Requirement: Begin at the line containing "const FILLER: &str" in the entries below and end at the line containing "segment's host-backed body."; transcribe that range exactly and nothing outside it.

Source data:
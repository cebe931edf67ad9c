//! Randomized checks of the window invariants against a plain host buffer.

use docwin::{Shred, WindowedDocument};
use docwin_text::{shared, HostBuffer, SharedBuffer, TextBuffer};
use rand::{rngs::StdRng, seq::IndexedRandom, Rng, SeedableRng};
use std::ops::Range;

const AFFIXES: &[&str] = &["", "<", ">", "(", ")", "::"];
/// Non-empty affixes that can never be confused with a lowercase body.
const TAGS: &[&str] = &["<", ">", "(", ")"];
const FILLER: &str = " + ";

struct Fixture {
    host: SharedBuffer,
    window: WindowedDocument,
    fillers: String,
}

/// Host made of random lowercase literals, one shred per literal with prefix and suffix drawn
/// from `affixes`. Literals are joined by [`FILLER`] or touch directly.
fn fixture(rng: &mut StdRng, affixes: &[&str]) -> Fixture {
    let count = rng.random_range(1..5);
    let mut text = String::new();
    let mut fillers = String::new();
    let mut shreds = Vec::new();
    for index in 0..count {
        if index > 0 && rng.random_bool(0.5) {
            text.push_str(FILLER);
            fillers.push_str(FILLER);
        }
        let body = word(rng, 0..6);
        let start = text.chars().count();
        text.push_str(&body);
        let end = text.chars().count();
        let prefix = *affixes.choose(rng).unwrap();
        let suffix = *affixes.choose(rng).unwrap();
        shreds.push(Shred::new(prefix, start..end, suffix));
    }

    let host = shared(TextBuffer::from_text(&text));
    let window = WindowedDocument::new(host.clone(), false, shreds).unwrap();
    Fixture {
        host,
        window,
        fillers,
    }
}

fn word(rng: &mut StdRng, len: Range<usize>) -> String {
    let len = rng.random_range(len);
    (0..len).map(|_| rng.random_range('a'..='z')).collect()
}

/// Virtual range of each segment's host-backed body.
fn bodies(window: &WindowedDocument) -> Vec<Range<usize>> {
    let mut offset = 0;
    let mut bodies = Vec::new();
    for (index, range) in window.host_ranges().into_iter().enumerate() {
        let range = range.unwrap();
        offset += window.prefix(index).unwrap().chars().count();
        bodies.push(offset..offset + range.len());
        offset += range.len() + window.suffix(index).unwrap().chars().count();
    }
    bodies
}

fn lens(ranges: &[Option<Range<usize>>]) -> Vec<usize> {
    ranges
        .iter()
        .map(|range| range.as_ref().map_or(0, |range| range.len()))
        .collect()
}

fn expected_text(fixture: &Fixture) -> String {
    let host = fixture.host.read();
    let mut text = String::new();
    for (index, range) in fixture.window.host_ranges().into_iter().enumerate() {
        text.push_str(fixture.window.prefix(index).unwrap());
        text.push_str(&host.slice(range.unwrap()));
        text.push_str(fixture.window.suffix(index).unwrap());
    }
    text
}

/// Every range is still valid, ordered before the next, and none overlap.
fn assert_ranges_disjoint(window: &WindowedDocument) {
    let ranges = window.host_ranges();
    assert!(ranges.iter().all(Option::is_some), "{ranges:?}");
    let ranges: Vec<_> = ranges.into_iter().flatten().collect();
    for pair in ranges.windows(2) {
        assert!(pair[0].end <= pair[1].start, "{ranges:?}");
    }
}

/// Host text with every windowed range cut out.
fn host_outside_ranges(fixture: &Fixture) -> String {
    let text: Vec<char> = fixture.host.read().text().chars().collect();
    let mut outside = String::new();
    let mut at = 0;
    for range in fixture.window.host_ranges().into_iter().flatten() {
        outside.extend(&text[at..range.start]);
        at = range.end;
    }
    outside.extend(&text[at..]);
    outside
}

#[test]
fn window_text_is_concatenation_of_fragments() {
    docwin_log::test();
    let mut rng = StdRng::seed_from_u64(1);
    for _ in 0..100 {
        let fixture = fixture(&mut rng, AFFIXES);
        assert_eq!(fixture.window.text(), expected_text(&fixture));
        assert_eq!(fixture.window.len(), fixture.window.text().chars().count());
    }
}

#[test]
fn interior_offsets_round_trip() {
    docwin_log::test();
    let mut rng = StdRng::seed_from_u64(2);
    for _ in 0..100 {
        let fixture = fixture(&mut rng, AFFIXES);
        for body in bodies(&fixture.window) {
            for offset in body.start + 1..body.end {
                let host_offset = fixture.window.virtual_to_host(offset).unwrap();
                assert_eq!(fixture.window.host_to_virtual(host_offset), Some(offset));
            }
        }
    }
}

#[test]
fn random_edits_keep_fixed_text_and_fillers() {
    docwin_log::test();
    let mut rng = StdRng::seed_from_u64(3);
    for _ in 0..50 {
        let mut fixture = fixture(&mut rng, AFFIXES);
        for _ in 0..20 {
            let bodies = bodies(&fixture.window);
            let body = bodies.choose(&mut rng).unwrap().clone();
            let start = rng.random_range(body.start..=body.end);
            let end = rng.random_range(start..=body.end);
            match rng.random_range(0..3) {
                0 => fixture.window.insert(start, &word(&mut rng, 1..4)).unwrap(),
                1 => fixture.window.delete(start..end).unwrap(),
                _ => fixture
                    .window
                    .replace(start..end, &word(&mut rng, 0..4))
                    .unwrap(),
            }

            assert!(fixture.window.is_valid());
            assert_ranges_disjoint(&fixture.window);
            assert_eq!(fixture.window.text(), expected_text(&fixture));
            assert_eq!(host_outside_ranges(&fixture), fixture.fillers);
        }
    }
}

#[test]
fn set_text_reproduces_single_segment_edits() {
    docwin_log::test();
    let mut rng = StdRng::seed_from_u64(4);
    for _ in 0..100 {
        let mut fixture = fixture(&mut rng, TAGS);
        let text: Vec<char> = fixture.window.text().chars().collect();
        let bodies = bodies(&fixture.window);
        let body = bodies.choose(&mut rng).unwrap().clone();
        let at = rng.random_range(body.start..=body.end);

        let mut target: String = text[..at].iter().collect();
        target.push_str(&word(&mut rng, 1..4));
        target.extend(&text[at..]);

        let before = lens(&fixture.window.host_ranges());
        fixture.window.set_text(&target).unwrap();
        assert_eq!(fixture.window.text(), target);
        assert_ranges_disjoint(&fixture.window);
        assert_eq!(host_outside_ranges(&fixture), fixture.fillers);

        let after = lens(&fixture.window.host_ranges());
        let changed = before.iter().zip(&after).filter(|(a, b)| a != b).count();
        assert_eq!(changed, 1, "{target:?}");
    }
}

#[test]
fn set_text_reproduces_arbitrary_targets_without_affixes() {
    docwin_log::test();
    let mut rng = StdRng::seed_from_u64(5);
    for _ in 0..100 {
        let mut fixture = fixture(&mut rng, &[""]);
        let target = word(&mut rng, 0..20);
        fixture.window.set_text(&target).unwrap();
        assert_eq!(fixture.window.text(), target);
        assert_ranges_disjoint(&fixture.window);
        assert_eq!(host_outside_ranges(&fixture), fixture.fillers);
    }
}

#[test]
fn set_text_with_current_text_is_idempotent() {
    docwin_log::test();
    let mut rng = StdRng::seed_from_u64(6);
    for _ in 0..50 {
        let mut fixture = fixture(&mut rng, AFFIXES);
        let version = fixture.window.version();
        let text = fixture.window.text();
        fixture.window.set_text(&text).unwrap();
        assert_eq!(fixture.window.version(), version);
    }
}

* * *

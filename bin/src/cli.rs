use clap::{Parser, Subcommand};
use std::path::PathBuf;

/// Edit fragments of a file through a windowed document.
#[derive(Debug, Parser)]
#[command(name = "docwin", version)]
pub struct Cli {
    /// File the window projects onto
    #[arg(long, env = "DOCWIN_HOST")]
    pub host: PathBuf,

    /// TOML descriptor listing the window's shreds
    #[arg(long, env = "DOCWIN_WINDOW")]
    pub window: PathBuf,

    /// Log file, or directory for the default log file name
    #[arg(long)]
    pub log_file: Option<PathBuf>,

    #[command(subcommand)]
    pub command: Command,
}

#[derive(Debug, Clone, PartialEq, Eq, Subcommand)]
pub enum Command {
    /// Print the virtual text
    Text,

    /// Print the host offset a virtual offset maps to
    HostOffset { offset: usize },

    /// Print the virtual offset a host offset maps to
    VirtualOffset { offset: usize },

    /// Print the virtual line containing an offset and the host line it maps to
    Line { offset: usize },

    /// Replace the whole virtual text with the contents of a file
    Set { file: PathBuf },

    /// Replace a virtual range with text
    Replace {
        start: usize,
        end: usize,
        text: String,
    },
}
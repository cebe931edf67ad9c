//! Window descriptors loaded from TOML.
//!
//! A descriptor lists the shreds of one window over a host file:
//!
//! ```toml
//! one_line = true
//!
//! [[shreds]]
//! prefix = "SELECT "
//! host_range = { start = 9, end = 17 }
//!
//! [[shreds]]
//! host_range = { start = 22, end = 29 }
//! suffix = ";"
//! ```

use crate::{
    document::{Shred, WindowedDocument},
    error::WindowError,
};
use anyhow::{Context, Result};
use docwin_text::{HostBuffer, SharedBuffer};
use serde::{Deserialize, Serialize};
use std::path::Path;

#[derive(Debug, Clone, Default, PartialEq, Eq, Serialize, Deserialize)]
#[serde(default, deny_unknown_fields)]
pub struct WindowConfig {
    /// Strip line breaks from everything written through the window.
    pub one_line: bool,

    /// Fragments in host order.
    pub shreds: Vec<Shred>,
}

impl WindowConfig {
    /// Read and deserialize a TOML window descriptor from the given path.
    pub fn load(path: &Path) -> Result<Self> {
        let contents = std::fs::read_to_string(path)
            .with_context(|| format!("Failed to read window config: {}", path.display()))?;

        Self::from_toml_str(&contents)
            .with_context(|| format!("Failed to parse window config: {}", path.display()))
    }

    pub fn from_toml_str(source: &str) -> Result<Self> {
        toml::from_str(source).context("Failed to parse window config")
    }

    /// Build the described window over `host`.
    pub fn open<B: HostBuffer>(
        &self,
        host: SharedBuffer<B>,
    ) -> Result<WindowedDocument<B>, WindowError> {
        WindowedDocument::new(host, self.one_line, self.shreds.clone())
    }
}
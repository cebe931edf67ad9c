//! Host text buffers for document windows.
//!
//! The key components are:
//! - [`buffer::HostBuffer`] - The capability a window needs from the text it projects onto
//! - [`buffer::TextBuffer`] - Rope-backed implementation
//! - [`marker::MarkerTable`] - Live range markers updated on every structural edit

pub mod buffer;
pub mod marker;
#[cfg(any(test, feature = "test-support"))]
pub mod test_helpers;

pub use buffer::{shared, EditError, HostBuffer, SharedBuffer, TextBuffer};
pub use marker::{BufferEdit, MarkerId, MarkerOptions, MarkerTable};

Answer space:
const FILLER: &str = " + ";

struct Fixture {
    host: SharedBuffer,
    window: WindowedDocument,
    fillers: String,
}

/// Host made of random lowercase literals, one shred per literal with prefix and suffix drawn
/// from `affixes`. Literals are joined by [`FILLER`] or touch directly.
fn fixture(rng: &mut StdRng, affixes: &[&str]) -> Fixture {
    let count = rng.random_range(1..5);
    let mut text = String::new();
    let mut fillers = String::new();
    let mut shreds = Vec::new();
    for index in 0..count {
        if index > 0 && rng.random_bool(0.5) {
            text.push_str(FILLER);
            fillers.push_str(FILLER);
        }
        let body = word(rng, 0..6);
        let start = text.chars().count();
        text.push_str(&body);
        let end = text.chars().count();
        let prefix = *affixes.choose(rng).unwrap();
        let suffix = *affixes.choose(rng).unwrap();
        shreds.push(Shred::new(prefix, start..end, suffix));
    }

    let host = shared(TextBuffer::from_text(&text));
    let window = WindowedDocument::new(host.clone(), false, shreds).unwrap();
    Fixture {
        host,
        window,
        fillers,
    }
}

fn word(rng: &mut StdRng, len: Range<usize>) -> String {
    let len = rng.random_range(len);
    (0..len).map(|_| rng.random_range('a'..='z')).collect()
}

/// Virtual range of each segment's host-backed body.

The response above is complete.